Pas du fait qu'il n'était jamais impliqué dans des jeux ou tenu en haute estime par ses pairs. Pour le moins, il considérait ses « compagnons » avec une sorte de mépris. Non, il était insatisfait par le fait que personne à la Wammy's n'était capable de retenir son attention ou son intérêt. Il s'était depuis longtemps résigné à l'idée que jusqu'à ce qu'il n'atteigne son but et ne devienne un détective il n'y aurait jamais assez pour éveiller totalement son esprit. Même le programme d'études très dur imposé par la Wammy's ne suffisait pas à Near. Néanmoins, il s'immergea dans cette matière, puis trouva des activités secondaires pour combler le moindre creux.

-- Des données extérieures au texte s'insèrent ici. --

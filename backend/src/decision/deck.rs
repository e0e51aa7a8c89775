//! The production scenario deck.
//!
//! Eight fixed scenarios across the four categories, presented in this
//! order, each with exactly three risk-tiered options. The deck is
//! reference data: consumed read-only, never shuffled, never repeated.

use crate::models::scenario::{Scenario, ScenarioCategory, ScenarioOption};
use crate::models::telemetry::RiskTier;

fn option(label: &str, risk: RiskTier, expected_return_pct: i32, consequence: &str) -> ScenarioOption {
    ScenarioOption {
        label: label.to_string(),
        risk,
        expected_return_pct,
        consequence: consequence.to_string(),
    }
}

/// Build the default eight-scenario deck.
pub fn default_deck() -> Vec<Scenario> {
    vec![
        Scenario {
            id: 1,
            category: ScenarioCategory::Lending,
            title: "Personal Loan Application".to_string(),
            description: "Customer requesting $15,000 personal loan".to_string(),
            context: "Credit score: 680 | Income: $45K/year | Debt ratio: 35%".to_string(),
            options: vec![
                option(
                    "Approve Full Amount",
                    RiskTier::High,
                    8,
                    "Higher default risk, maximum interest revenue",
                ),
                option(
                    "Approve $10,000",
                    RiskTier::Medium,
                    5,
                    "Moderate risk, customer may seek elsewhere",
                ),
                option(
                    "Decline Application",
                    RiskTier::Low,
                    0,
                    "Zero risk, lose customer relationship",
                ),
            ],
        },
        Scenario {
            id: 2,
            category: ScenarioCategory::Investment,
            title: "Investment Portfolio Rebalance".to_string(),
            description: "Market volatility detected, portfolio down 12%".to_string(),
            context: "Customer has $250K portfolio | Retirement in 10 years".to_string(),
            options: vec![
                option(
                    "Sell All Equities Now",
                    RiskTier::High,
                    -12,
                    "Lock in losses, miss recovery",
                ),
                option(
                    "Hold Current Position",
                    RiskTier::Medium,
                    -5,
                    "May recover, or drop further",
                ),
                option(
                    "Buy More Equities",
                    RiskTier::High,
                    15,
                    "Average down, higher exposure",
                ),
            ],
        },
        Scenario {
            id: 3,
            category: ScenarioCategory::Spending,
            title: "Credit Card Limit Increase".to_string(),
            description: "Customer requests limit increase from $5K to $15K".to_string(),
            context: "Current usage: 85% | Payment history: Excellent | Recent purchases trending up"
                .to_string(),
            options: vec![
                option(
                    "Approve $15K Limit",
                    RiskTier::High,
                    12,
                    "More revenue potential, higher exposure",
                ),
                option(
                    "Approve $8K Limit",
                    RiskTier::Medium,
                    6,
                    "Balanced approach, customer may be unsatisfied",
                ),
                option(
                    "Decline Increase",
                    RiskTier::Low,
                    2,
                    "Maintain safety, risk losing customer",
                ),
            ],
        },
        Scenario {
            id: 4,
            category: ScenarioCategory::Fraud,
            title: "Suspicious Transaction Alert".to_string(),
            description: "Large wire transfer to new international account".to_string(),
            context: "Amount: $45,000 | Customer normally transfers < $2,000 | New beneficiary in high-risk country"
                .to_string(),
            options: vec![
                option(
                    "Block Transaction",
                    RiskTier::Low,
                    0,
                    "Prevent potential fraud, may inconvenience customer",
                ),
                option(
                    "Request Verification",
                    RiskTier::Medium,
                    3,
                    "Delayed transaction, customer friction",
                ),
                option(
                    "Allow Transaction",
                    RiskTier::High,
                    -50,
                    "Fast service, massive loss if fraudulent",
                ),
            ],
        },
        Scenario {
            id: 5,
            category: ScenarioCategory::Lending,
            title: "Business Line of Credit".to_string(),
            description: "Small business requesting $100K revolving credit".to_string(),
            context: "Business age: 2 years | Revenue: $500K/year | Cashflow: Variable".to_string(),
            options: vec![
                option(
                    "Approve $100K Unsecured",
                    RiskTier::High,
                    18,
                    "High revenue, significant exposure",
                ),
                option(
                    "Approve $50K Secured",
                    RiskTier::Medium,
                    10,
                    "Collateral protection, lower revenue",
                ),
                option(
                    "Refer to SBA Loan",
                    RiskTier::Low,
                    4,
                    "Government backing, slower process",
                ),
            ],
        },
        Scenario {
            id: 6,
            category: ScenarioCategory::Investment,
            title: "High-Yield Bond Opportunity".to_string(),
            description: "Customer considering 9% corporate bond".to_string(),
            context: "Bond rating: BB | Issuer: Tech startup | Customer risk tolerance: Moderate"
                .to_string(),
            options: vec![
                option(
                    "Recommend 50% Allocation",
                    RiskTier::High,
                    9,
                    "High yield, speculative grade",
                ),
                option(
                    "Recommend 10% Allocation",
                    RiskTier::Medium,
                    5,
                    "Diversification, limited exposure",
                ),
                option(
                    "Recommend Government Bonds",
                    RiskTier::Low,
                    2,
                    "Safe but low return",
                ),
            ],
        },
        Scenario {
            id: 7,
            category: ScenarioCategory::Spending,
            title: "Overdraft Protection Decision".to_string(),
            description: "Customer overdrawn by $300".to_string(),
            context: "Account history: 5 years | Previous overdrafts: 2 in past year | Current balance: -$300"
                .to_string(),
            options: vec![
                option(
                    "Auto-Approve Overdraft",
                    RiskTier::High,
                    8,
                    "$35 fee per occurrence, customer dependency risk",
                ),
                option(
                    "Approve with Warning",
                    RiskTier::Medium,
                    5,
                    "Fee revenue, financial health concern",
                ),
                option(
                    "Decline & Block",
                    RiskTier::Low,
                    0,
                    "Protect customer, may cause bounced payments",
                ),
            ],
        },
        Scenario {
            id: 8,
            category: ScenarioCategory::Fraud,
            title: "Multiple Failed Login Attempts".to_string(),
            description: "Account shows 8 failed logins from foreign IP".to_string(),
            context: "Customer abroad: Unknown | Account balance: $125K | No recent travel notifications"
                .to_string(),
            options: vec![
                option(
                    "Lock Account Immediately",
                    RiskTier::Low,
                    0,
                    "Prevent breach, customer lockout inconvenience",
                ),
                option(
                    "Send 2FA Challenge",
                    RiskTier::Medium,
                    2,
                    "Security layer, delayed access",
                ),
                option(
                    "Monitor Only",
                    RiskTier::High,
                    -80,
                    "No friction, potential account takeover",
                ),
            ],
        },
    ]
}
//! Session lifecycle orchestration.
//!
//! The controller is the sole interface to the external persistence and
//! risk-scoring collaborators, and the only code that mutates a Session
//! record. Both instruments plug in behind [`AssessmentInstrument`], keeping
//! the controller instrument-agnostic.

pub mod controller;
pub mod ports;
pub mod scheduler;

use crate::models::session::SessionOutcome;
use crate::models::telemetry::TelemetryEvent;

pub use controller::{LifecyclePhase, SessionController, SessionError};
pub use ports::{
    InMemoryPersistence, NotifyError, PersistenceClient, PersistenceError, RecordingNotifier,
    RiskNotifier,
};
pub use scheduler::{ManualScheduler, Scheduler};

/// Which instrument produced a session.
#[derive(Debug, Clone, Copy, PartialEq, Eq)]
pub enum InstrumentKind {
    Arcade,
    Decision,
}

impl InstrumentKind {
    pub fn as_str(&self) -> &'static str {
        match self {
            InstrumentKind::Arcade => "arcade",
            InstrumentKind::Decision => "decision",
        }
    }
}

/// Everything an instrument hands back at finalize time.
#[derive(Debug, Clone)]
pub struct SessionReport {
    /// Completion-rate percentage; 100 only for a fully exhausted run
    pub completion_rate: f64,

    /// Instrument-specific scoring outcome
    pub outcome: SessionOutcome,

    /// The ordered telemetry batch (taken from the recorder)
    pub telemetry: Vec<TelemetryEvent>,

    /// SHA-256 digest of the batch, for audit
    pub batch_digest: String,
}

/// Capability shared by both assessment instruments.
///
/// The lifecycle controller only needs start/completion/cancel/report;
/// frame-by-frame driving (ticks, choices) stays on the concrete type.
pub trait AssessmentInstrument {
    /// Which instrument this is.
    fn kind(&self) -> InstrumentKind;

    /// Enter the playing state and start recording against `session_id`.
    fn begin(&mut self, session_id: &str, now_ms: u64);

    /// True once the instrument reached natural completion.
    fn is_complete(&self) -> bool;

    /// Stop mid-run. Must cancel any pending delayed transition; no further
    /// telemetry may be emitted afterwards.
    fn cancel(&mut self, now_ms: u64);

    /// Produce the final report, surrendering the telemetry batch.
    fn report(&mut self, now_ms: u64) -> SessionReport;
}
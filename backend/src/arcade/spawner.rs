//! Entity spawning with difficulty-scaled cadence.
//!
//! New objects appear whenever the time since the last spawn exceeds the
//! current spawn interval. The interval shrinks as difficulty rises with
//! elapsed time, but never drops below a configured floor so the instrument
//! stays playable. Category selection is a weighted draw through the
//! injected seeded RNG: same seed, same spawn sequence.

use crate::arcade::engine::{ArcadeConfig, Surface};
use crate::models::entity::{EntityKind, SimEntity};
use crate::rng::GameRng;

/// Horizontal margin kept free on each side of the playfield when placing
/// spawns.
const SPAWN_EDGE_MARGIN: f64 = 20.0;

/// Difficulty factor for a given elapsed session time.
///
/// Grows linearly: `1 + elapsed_minutes * ramp`. Monotonically increasing,
/// which makes the spawn interval monotonically non-increasing.
pub fn difficulty(elapsed_ms: u64, ramp_per_minute: f64) -> f64 {
    1.0 + (elapsed_ms as f64 / 60_000.0) * ramp_per_minute
}

/// Spawn interval for a given difficulty, clamped to the configured floor.
pub fn spawn_interval_ms(difficulty: f64, config: &ArcadeConfig) -> f64 {
    (config.initial_spawn_interval_ms - difficulty * config.spawn_interval_shrink_ms)
        .max(config.min_spawn_interval_ms)
}

/// Creates new entities on a difficulty-scaled cadence.
#[derive(Debug, Clone)]
pub struct Spawner {
    next_entity_id: u64,
    last_spawn_ms: u64,
    current_interval_ms: f64,
}

impl Spawner {
    pub fn new(config: &ArcadeConfig) -> Self {
        Self {
            next_entity_id: 0,
            last_spawn_ms: 0,
            current_interval_ms: config.initial_spawn_interval_ms,
        }
    }

    /// Spawn at most one entity if the cadence allows it.
    ///
    /// On a spawn the interval is re-derived from the current difficulty, so
    /// later spawns come faster (down to the floor).
    pub fn maybe_spawn(
        &mut self,
        config: &ArcadeConfig,
        surface: &Surface,
        elapsed_ms: u64,
        rng: &mut GameRng,
    ) -> Option<SimEntity> {
        if (elapsed_ms - self.last_spawn_ms) as f64 <= self.current_interval_ms {
            return None;
        }

        let difficulty = difficulty(elapsed_ms, config.difficulty_ramp_per_minute);
        self.last_spawn_ms = elapsed_ms;
        self.current_interval_ms = spawn_interval_ms(difficulty, config);

        Some(self.spawn(config, surface, elapsed_ms, difficulty, rng))
    }

    fn spawn(
        &mut self,
        config: &ArcadeConfig,
        surface: &Surface,
        elapsed_ms: u64,
        difficulty: f64,
        rng: &mut GameRng,
    ) -> SimEntity {
        let kind = draw_kind(config, rng);
        let radius = kind.radius();

        let min_x = SPAWN_EDGE_MARGIN + radius;
        let max_x = (surface.width - SPAWN_EDGE_MARGIN - radius).max(min_x + 1.0);
        let x = rng.range_f64(min_x, max_x);

        let id = self.next_entity_id;
        self.next_entity_id += 1;

        SimEntity {
            id,
            x,
            // Spawn just above the visible playfield
            y: -radius,
            speed: fall_speed(kind, difficulty),
            radius,
            kind,
            value: kind.base_value(),
            spawned_at_ms: elapsed_ms,
        }
    }

    /// Number of entities spawned so far.
    pub fn spawned_count(&self) -> u64 {
        self.next_entity_id
    }

    /// Current spawn interval in milliseconds.
    pub fn current_interval_ms(&self) -> f64 {
        self.current_interval_ms
    }
}

/// Weighted category draw: a minority of high-value collectibles, a
/// significant minority of hazards, the rest common collectibles.
pub fn draw_kind(config: &ArcadeConfig, rng: &mut GameRng) -> EntityKind {
    let roll = rng.unit_f64();
    if roll > 1.0 - config.bonus_weight {
        EntityKind::Bonus
    } else if roll > 1.0 - config.bonus_weight - config.hazard_weight {
        EntityKind::Hazard
    } else {
        EntityKind::Collectible
    }
}

/// Fall speed scales with difficulty; hazards ramp hardest.
pub fn fall_speed(kind: EntityKind, difficulty: f64) -> f64 {
    match kind {
        EntityKind::Collectible => 2.0 + difficulty * 0.5,
        EntityKind::Bonus => 2.5 + difficulty * 0.5,
        EntityKind::Hazard => 3.0 + difficulty * 0.8,
    }
}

Mais il aurait aimé avoir quelqu'un à qui parler. Quelqu'un dont l'intellect serait comparable au sien, de manière à ce que tout échange ne soit pas totalement à sens unique. Tout reclus qu'il était, Near n'était pas entièrement immunisé contre le désir d'avoir des contacts humains.
Dans l'état actuel des choses, cependant, il n'y avait que deux personnes que Near classerait comme dignes de son temps et de ses efforts.
Un livre de Nietzche rencontra un manuel d'écriture numérique en formant un A.
L'une de ces personnes était L lui-même. Un homme qu'il n'avait jamais rencontré, et qu'il avait seulement entendu parler une fois, à travers un déformateur de voix sur un ordinateur. L'homme que chaque enfant à la Wammy's travaillait si dur pour imiter, l'homme qui avait résolu les affaires les plus coriaces du monde sans jamais montrer son visage. Un tel homme pouvait être considéré comme digne d'une entière conversation. Mais la probabilité de jamais parler à L – sans parler de le rencontrer – était à peu près nulle. Il s'écoulerait probablement des années avant qu'il puisse à nouveau entendre la voix transformée de cet homme.
L'autre était en fait un autre orphelin de la Wammy's. Un garçon très actif, presque âgé de deux ans de plus que Near, et considéré comme le « numéro deux » à l'orphelinat, bien que de peu. Comme Near, et tous les autres enfants à la Wammy's, il était connu sous un faux nom. Il était appelé Mello.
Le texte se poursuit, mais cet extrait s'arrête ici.